Es ist spät. Stockdunkel. Das Flugzeug erhebt sich von Papeete in Französisch-Polynesien Richtung Los Angeles. Jeder Urlaub geht vorüber – aber das kann mich jetzt auch nicht trösten. 

Die Boeing 747 röhrt. Auch wenn es ein Nachtflug ist, will ich nicht in den Schlaf finden. Abschied nehmen ist immer schwer, und manchmal eben schwerer. Dabei ist es nicht einmal der Abschied von einem lieben Menschen. Nein, es ist eher ein Gefühl, das verloren geht. Ein Gefühl von Sorglosigkeit, Unbeschwertheit und Spaß am Leben. Urlauben in Französisch-Polynesien ist wie in Watte gehüllt werden – fern von der Kälte und Härte, die einen ansons­ten tagtäglich umgibt.

Sorgenfreier als Bora Bora ist wohl kaum ein Ort auf dieser Erde. Zumindest für Urlauber, die allesamt in luxuriösen Hotels wohnen, beim Einschlafen das Meer rauschen hören und beim Aufwachen die Fische beim Umhertollen beobachten können, ist Bora Bora das Postkarten-Paradies. Der Tag gliedert sich nach den Mahlzeiten, Stunden und Minuten werden irrelevant. Ach das meinen die Esoteriker, wenn sie von Entschleunigung sprechen!

Angsteinflössende Begegnungen auf Bora Bora

Dabei hatte ich auf Bora Bora reichlich Herzklopfen. Eigenes Verschulden. Immerhin sollte oder besser gesagt wollte ich zwischen Haien und Rochen einen Schnorchelausflug verbringen. Während des Bu­chens klang es auch noch interessant, während des Erzählens kamen mir dann langsam Zweifel, und als ich mich auf das Boot begeben sollte, hatte ich ganz schön Angst.
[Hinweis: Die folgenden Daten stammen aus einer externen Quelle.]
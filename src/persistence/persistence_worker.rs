use super::{config_portal::ConfigPortal, session_client::SessionClient};
use color_eyre::Result;
use std::collections::HashMap;
use std::path::PathBuf;
use std::sync::Arc;
use tokio::sync::mpsc::{channel, Sender};
use tokio::sync::Mutex;
use tracing::error;

macro_rules! handle_action {
    ($action:expr, $response_tx:expr) => {
        if $response_tx.send($action.await).is_err() {
            error!("Failed to send response");
        }
    };
}

/// Owns the session client and serializes all session operations through a
/// worker task, so file I/O never runs on a caller's task.
pub struct PersistenceManager {
    tx: Sender<SessionAction>,
    session_client: Arc<Mutex<SessionClient>>,
    worker_handle: tokio::task::JoinHandle<()>,
    autosave_handle: tokio::task::JoinHandle<()>,
}

impl PersistenceManager {
    pub async fn new(base_path: PathBuf, autosave_seconds: u64) -> Result<Self> {
        let session_client = Arc::new(Mutex::new(
            SessionClient::load_last_session(base_path).await?,
        ));
        let worker_client = session_client.clone();
        let (tx, mut rx) = channel::<SessionAction>(32);

        let worker_handle = tokio::spawn(async move {
            while let Some(action) = rx.recv().await {
                match action {
                    SessionAction::SaveSession { name, response_tx } => {
                        handle_action!(
                            async { worker_client.lock().await.save_session(&name).await },
                            response_tx
                        );
                    }
                    SessionAction::LoadSession { name, response_tx } => {
                        handle_action!(
                            async { worker_client.lock().await.change_session(&name).await },
                            response_tx
                        );
                    }
                    SessionAction::SaveCurrentSession { response_tx } => {
                        handle_action!(
                            async { worker_client.lock().await.save_current_session().await },
                            response_tx
                        );
                    }
                    SessionAction::DeleteSession { name, response_tx } => {
                        handle_action!(
                            async { worker_client.lock().await.delete_session(&name).await },
                            response_tx
                        );
                    }
                    SessionAction::ListSessions { response_tx } => {
                        handle_action!(
                            async { worker_client.lock().await.list_sessions().await },
                            response_tx
                        );
                    }
                }
            }
        });

        let autosave_handle =
            SessionClient::start_autosave_task(session_client.clone(), autosave_seconds);

        Ok(Self {
            tx,
            session_client,
            worker_handle,
            autosave_handle,
        })
    }

    pub fn get_sender(&self) -> Sender<SessionAction> {
        self.tx.clone()
    }

    pub async fn get_cfg_portal(&self) -> Arc<ConfigPortal> {
        self.session_client.lock().await.get_portal_ref()
    }

    /// Saves the current session one last time and stops the worker tasks.
    pub async fn shutdown(self) -> Result<()> {
        let result = self.session_client.lock().await.save_current_session().await;
        self.autosave_handle.abort();
        self.worker_handle.abort();
        result
    }
}

// Action enum for the session worker
#[derive(Debug)]
pub enum SessionAction {
    SaveSession {
        name: String,
        response_tx: tokio::sync::oneshot::Sender<Result<()>>,
    },
    LoadSession {
        name: String,
        response_tx: tokio::sync::oneshot::Sender<Result<()>>,
    },
    SaveCurrentSession {
        response_tx: tokio::sync::oneshot::Sender<Result<()>>,
    },
    DeleteSession {
        name: String,
        response_tx: tokio::sync::oneshot::Sender<Result<()>>,
    },
    ListSessions {
        response_tx: tokio::sync::oneshot::Sender<Result<HashMap<String, PathBuf>>>,
    },
}
use serde::{Deserialize, Serialize};
use std::collections::HashMap;
use std::time::Instant;

use tracing::{debug, info};

use crate::axis::calibration::{self, DEFAULT_MAX_POSITION, DEFAULT_MIN_POSITION};

// How a locally sampled device axis reports motion
#[derive(Debug, Clone, Copy, PartialEq, Eq, Serialize, Deserialize)]
pub enum LocalMode {
    /// The sample is a velocity (stick deflection, key axis)
    Rate,
    /// The sample is a displacement increment since the last sample (mouse-like)
    Delta,
}

// Where an axis's ground truth comes from, resolved once at registration
#[derive(Debug, Clone, Copy, PartialEq, Eq)]
pub enum AxisSource {
    Local(LocalMode),
    Remote,
}

/// Kinematic state of one axis.
///
/// `position`/`velocity`/`acceleration` track the estimate of the physical
/// plant, `actual_position`/`actual_velocity` track what was last commanded
/// back to it. `range` is signed (inverted calibrations are allowed) and is
/// never zero.
#[derive(Debug, Clone)]
pub struct AxisState {
    pub source: AxisSource,

    // Current kinematic estimate, axis-native units
    pub position: f32,
    pub velocity: f32,
    pub acceleration: f32,

    // Calibrated physical bounds
    pub min_position: f32,
    pub max_position: f32,

    // Observed velocity/acceleration extrema, widened monotonically
    pub min_velocity: f32,
    pub max_velocity: f32,
    pub min_acceleration: f32,
    pub max_acceleration: f32,

    // max_position - min_position, substituted with 1.0 when that is zero
    pub range: f32,

    // Normalized discrepancy between the last received position and the
    // local estimate at receipt time
    pub error: f32,

    // Most recent state refresh, basis for extrapolation
    pub last_update: Instant,

    // Last commanded/fed-back values
    pub actual_position: f32,
    pub actual_velocity: f32,

    // Last feedback trajectory sent to the peer, replaced atomically
    pub setpoints: Vec<f32>,
}

impl AxisState {
    pub fn new(source: AxisSource, initial_position: f32, now: Instant) -> Self {
        let mut state = Self {
            source,
            position: initial_position,
            velocity: 0.0,
            acceleration: 0.0,
            min_position: DEFAULT_MIN_POSITION,
            max_position: DEFAULT_MAX_POSITION,
            min_velocity: 0.0,
            max_velocity: 0.0,
            min_acceleration: 0.0,
            max_acceleration: 0.0,
            range: DEFAULT_MAX_POSITION - DEFAULT_MIN_POSITION,
            error: 0.0,
            last_update: now,
            actual_position: 0.0,
            actual_velocity: 0.0,
            setpoints: Vec::new(),
        };

        // Device samples arrive pre-normalized, so local axes start with the
        // unit control range instead of the wide uncalibrated default
        if let AxisSource::Local(_) = source {
            calibration::set_range(&mut state, -1.0, 1.0);
        }

        state
    }
}

/// Unified mapping from axis name to state.
///
/// Replaces the per-device maps probed in sequence: the source of an axis is
/// a tag on its state, fixed at registration. The store is the sole unit of
/// shared mutable data and must only ever be written by one task.
#[derive(Debug, Default)]
pub struct AxisStore {
    axes: HashMap<String, AxisState>,
}

impl AxisStore {
    pub fn new() -> Self {
        Self {
            axes: HashMap::new(),
        }
    }

    pub fn register_local(&mut self, axis_id: &str, mode: LocalMode, initial_position: f32, now: Instant) {
        info!("Registering local axis: {} ({:?})", axis_id, mode);
        self.axes.insert(
            axis_id.to_string(),
            AxisState::new(AxisSource::Local(mode), initial_position, now),
        );
    }

    pub fn register_remote(&mut self, axis_id: &str, initial_position: f32, now: Instant) {
        info!("Registering remote axis: {}", axis_id);
        self.axes.insert(
            axis_id.to_string(),
            AxisState::new(AxisSource::Remote, initial_position, now),
        );
    }

    /// Removes an axis, e.g. when a controller detaches. Unknown names are a
    /// no-op.
    pub fn remove(&mut self, axis_id: &str) -> bool {
        let removed = self.axes.remove(axis_id).is_some();
        if removed {
            info!("Removed axis: {}", axis_id);
        } else {
            debug!("Remove for unknown axis ignored: {}", axis_id);
        }
        removed
    }

    pub fn contains(&self, axis_id: &str) -> bool {
        self.axes.contains_key(axis_id)
    }

    pub fn get(&self, axis_id: &str) -> Option<&AxisState> {
        self.axes.get(axis_id)
    }

    pub fn get_mut(&mut self, axis_id: &str) -> Option<&mut AxisState> {
        self.axes.get_mut(axis_id)
    }

    pub fn iter(&self) -> impl Iterator<Item = (&String, &AxisState)> {
        self.axes.iter()
    }

    pub fn iter_mut(&mut self) -> impl Iterator<Item = (&String, &mut AxisState)> {
        self.axes.iter_mut()
    }

    pub fn len(&self) -> usize {
        self.axes.len()
    }

    pub fn is_empty(&self) -> bool {
        self.axes.is_empty()
    }
}

#[cfg(test)]
mod tests {
    use super::*;

    #[test]
    fn remote_axis_initial_values() {
        let now = Instant::now();
        let state = AxisState::new(AxisSource::Remote, 42.0, now);
        assert_eq!(state.position, 42.0);
        assert_eq!(state.velocity, 0.0);
        assert_eq!(state.acceleration, 0.0);
        assert_eq!(state.min_position, DEFAULT_MIN_POSITION);
        assert_eq!(state.max_position, DEFAULT_MAX_POSITION);
        assert_eq!(state.range, DEFAULT_MAX_POSITION - DEFAULT_MIN_POSITION);
        assert_eq!(state.error, 0.0);
        assert!(state.setpoints.is_empty());
    }

    #[test]
    fn local_axis_starts_with_unit_range() {
        let state = AxisState::new(AxisSource::Local(LocalMode::Rate), 0.0, Instant::now());
        assert_eq!(state.min_position, -1.0);
        assert_eq!(state.max_position, 1.0);
        assert_eq!(state.range, 2.0);
    }

    #[test]
    fn register_and_remove() {
        let now = Instant::now();
        let mut store = AxisStore::new();
        store.register_local("StickX", LocalMode::Rate, 0.0, now);
        store.register_remote("Elbow", 10.0, now);

        assert_eq!(store.len(), 2);
        assert!(store.contains("Elbow"));
        assert_eq!(store.get("Elbow").unwrap().source, AxisSource::Remote);
        assert_eq!(
            store.get("StickX").unwrap().source,
            AxisSource::Local(LocalMode::Rate)
        );

        assert!(store.remove("Elbow"));
        assert!(!store.remove("Elbow"));
        assert!(!store.contains("Elbow"));
        assert_eq!(store.len(), 1);
    }

    #[test]
    fn reregistration_replaces_state() {
        let now = Instant::now();
        let mut store = AxisStore::new();
        store.register_remote("Elbow", 10.0, now);
        store.get_mut("Elbow").unwrap().velocity = 5.0;

        store.register_remote("Elbow", 20.0, now);
        let state = store.get("Elbow").unwrap();
        assert_eq!(state.position, 20.0);
        assert_eq!(state.velocity, 0.0);
    }
}
pub mod axis;
pub mod calibration;
pub mod device;
pub mod link;
pub mod persistence;
pub mod sync;

use crate::calibration::{CalibrationHandle, CalibrationSession};
use crate::device::collector::CollectorHandle;
use crate::device::DeviceConfig;
use crate::link::{LinkConfig, UdpAxisLink};
use crate::persistence::config_portal::{ConfigPortal, ConfigResult, PortalAction};
use crate::persistence::persistence_worker::PersistenceManager;
use crate::persistence::session_client::SessionClient;
use crate::persistence::RigConfig;
use crate::sync::{SyncCommand, SyncHandle};
use color_eyre::{eyre::eyre, Result};
use std::sync::Arc;
use tokio::sync::mpsc;
use tracing::{info, warn, Level};
use tracing_subscriber::FmtSubscriber;

#[tokio::main]
async fn main() -> Result<()> {
    setup()?;

    // Configuration first: everything else is wired from the portal
    info!("Loading configuration");
    let persistence =
        PersistenceManager::new(SessionClient::default_base_path(), 300).await?;
    let config_portal = persistence.get_cfg_portal().await;

    let link_config = get_link_conf(&config_portal);
    let device_config = get_device_conf(&config_portal);
    let rig_config = get_rig_conf(&config_portal);

    // Link to the remote motion controller
    let link = UdpAxisLink::connect(&link_config)
        .map_err(|e| eyre!("Failed to connect axis link: {}", e))?;

    // Device collector feeding local samples into the engine
    let (sample_sender, sample_receiver) = mpsc::channel(1000);
    let _collector_handle = CollectorHandle::spawn(device_config.clone(), sample_sender)
        .map_err(|e| eyre!("Failed to spawn device collector: {}", e))?;

    // Sync engine owning the axis store
    let mut sync_handle = SyncHandle::spawn(Box::new(link), None, sample_receiver)
        .map_err(|e| eyre!("Failed to spawn sync engine: {}", e))?;
    let engine_commands = sync_handle.commands();

    // Register the locally driven axes from the device bindings
    for binding in device_config.bindings.values() {
        engine_commands
            .send(SyncCommand::RegisterLocal {
                axis_id: binding.axis_id.clone(),
                mode: binding.mode,
                initial_position: 0.0,
            })
            .await
            .map_err(|e| eyre!("Failed to register local axis: {}", e))?;
    }

    // One calibration session per persisted motion axis
    let mut calibration_handles = Vec::new();
    for motion_axis_id in rig_config.axes.keys() {
        info!("Restoring calibration session for {}", motion_axis_id);
        let session = CalibrationSession::new(
            motion_axis_id,
            config_portal.clone(),
            engine_commands.clone(),
            sync_handle.subscribe(),
        );
        calibration_handles.push(CalibrationHandle::spawn(session, None));
    }

    info!("OpenRig running, press Ctrl-C to stop");
    tokio::signal::ctrl_c()
        .await
        .map_err(|e| eyre!("Failed to listen for shutdown signal: {}", e))?;

    info!("Shutting down");
    for mut handle in calibration_handles {
        handle.shutdown().await;
    }
    if let Err(e) = sync_handle.shutdown().await {
        warn!("Sync engine shutdown failed: {}", e);
    }
    persistence.shutdown().await?;

    info!("Goodbye");
    Ok(())
}

fn setup() -> Result<()> {
    if std::env::var("RUST_LIB_BACKTRACE").is_err() {
        std::env::set_var("RUST_LIB_BACKTRACE", "0")
    }
    color_eyre::install()?;
    if std::env::var("RUST_LOG").is_err() {
        std::env::set_var("RUST_LOG", "info")
    }
    setup_logging_env();
    Ok(())
}

fn setup_logging_env() {
    FmtSubscriber::builder()
        .with_max_level(Level::INFO)
        .with_target(false)
        .with_thread_ids(true)
        .with_file(true)
        .with_line_number(true)
        .pretty()
        .init();
}

fn get_link_conf(config_portal: &Arc<ConfigPortal>) -> LinkConfig {
    match config_portal.execute_portal_action(PortalAction::GetLinkConfig) {
        ConfigResult::LinkConfig(link_config) => link_config,
        _ => {
            warn!("Unable to read link config, using defaults");
            LinkConfig::default()
        }
    }
}

fn get_device_conf(config_portal: &Arc<ConfigPortal>) -> DeviceConfig {
    match config_portal.execute_portal_action(PortalAction::GetDeviceConfig) {
        ConfigResult::DeviceConfig(device_config) => device_config,
        _ => {
            warn!("Unable to read device config, using defaults");
            DeviceConfig::default()
        }
    }
}

fn get_rig_conf(config_portal: &Arc<ConfigPortal>) -> RigConfig {
    match config_portal.execute_portal_action(PortalAction::GetRigConfig) {
        ConfigResult::RigConfig(rig_config) => rig_config,
        _ => {
            warn!("Unable to read rig config, using defaults");
            RigConfig::default()
        }
    }
}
Zwar war mir bewusst, dass es sich da nicht um den großen Weißen Hai handelt, aber hat nicht ein Zitronenhai ähnlich viele scharfe Zähne? Jason ist Amerikaner und wartet mit mir an der Bootsanlegestelle. Er ist geübter Taucher und geht nur auf diese Tour, weil seine Freundin sie gebucht hatte, die nun aber krank im Bett liegt. Meine Vermutung ist ja, dass sie ebenfalls unter Panikattacken leidet, aber vor ihrem Sportsfreund nicht das Weichei mimen will. Ich habe damit kein Problem, und ich bin mir auch nicht sicher, ob ich Jason nicht mit meinen Bedenken nerve.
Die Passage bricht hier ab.